THE SINGULAR SIGNIFICANCE OF TWINS

A visually fascinating study featuring dazzling photographs and artwork.

A heavily illustrated volume about twins and popular attitudes toward them.

Uncommon but not rare, twins have created a stir throughout history, writes British researcher and writer Viney, himself a twin and author of Waste: A Philosophy of Things. In the past, twins were mostly viewed as a curse: killers of the sick, harmers of livestock and crops, embodiments of evil. As the author chronicles, “common sense” made it obvious that women who bore twins had had sex with two men, so they were considered debauched and their children tainted; twin infanticide has been documented everywhere. On the positive side, twins were sometimes viewed as harbingers of good fortune, and they frequently played heroic roles in creation myths.

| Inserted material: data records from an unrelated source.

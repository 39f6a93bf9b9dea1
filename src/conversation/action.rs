//! Inputs to the conversation reducer

use super::message::{FunctionCallResult, Message, Thread};
use super::state::TurnRef;
use crate::provider::{ProviderError, ProviderMessageEvent};
use chrono::{DateTime, Utc};

#[derive(Debug, Clone)]
pub enum Action {
    /// The user sent a message. When the page context could not be read,
    /// `context_ok` is false and the message carries the error.
    UserMessage {
        message: Message,
        context_ok: bool,
        instructions: Option<String>,
    },

    /// An event streamed by the provider for `turn`
    Provider {
        turn: TurnRef,
        event: ProviderMessageEvent,
        received_at: DateTime<Utc>,
    },

    /// The provider call for `turn` returned an error
    ProviderFailed { turn: TurnRef, error: ProviderError },

    Stop,

    NewThread { thread: Thread },

    SelectThread {
        thread: Thread,
        messages: Vec<Message>,
    },

    /// The user confirmed a proposed function call
    ExecuteFunctionCall {
        message_id: String,
        content_id: String,
    },

    FunctionCallFinished {
        message_id: String,
        content_id: String,
        result: FunctionCallResult,
    },

    SetAutoExecute { enabled: bool },
}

A single egg that divides before fertilization gives rise to identical twins with identical DNA, but about two-thirds of twins are grown from two different eggs and are as genetically varied as ordinary siblings. In the modern age, twins have appeared in paranoid fiction by E.T.A. Hoffmann, Charlotte Brontë, Dostoevsky, and Robert Louis Stevenson. Viney’s most compelling pages explore twins in the arts, especially in theater and films familiar to many readers, but he also covers scientists’ investigations of twins’ real-life experiences and attributes. These chapters deliver a painless if often lurid education into such areas as criminal identification, eugenics, racism, and psychology. Studies of identical twins, especially those raised separately, became central to the debate on the influence of nature versus nurture in human development. Viney often focuses on controversial studies and the belief that identical twins have a paranormal connection, expressing mild skepticism but only after providing many vivid anecdotes. Other authors delve more deeply, but it’s unlikely that any match his spectacular illustrations, which occupy as much space as the text.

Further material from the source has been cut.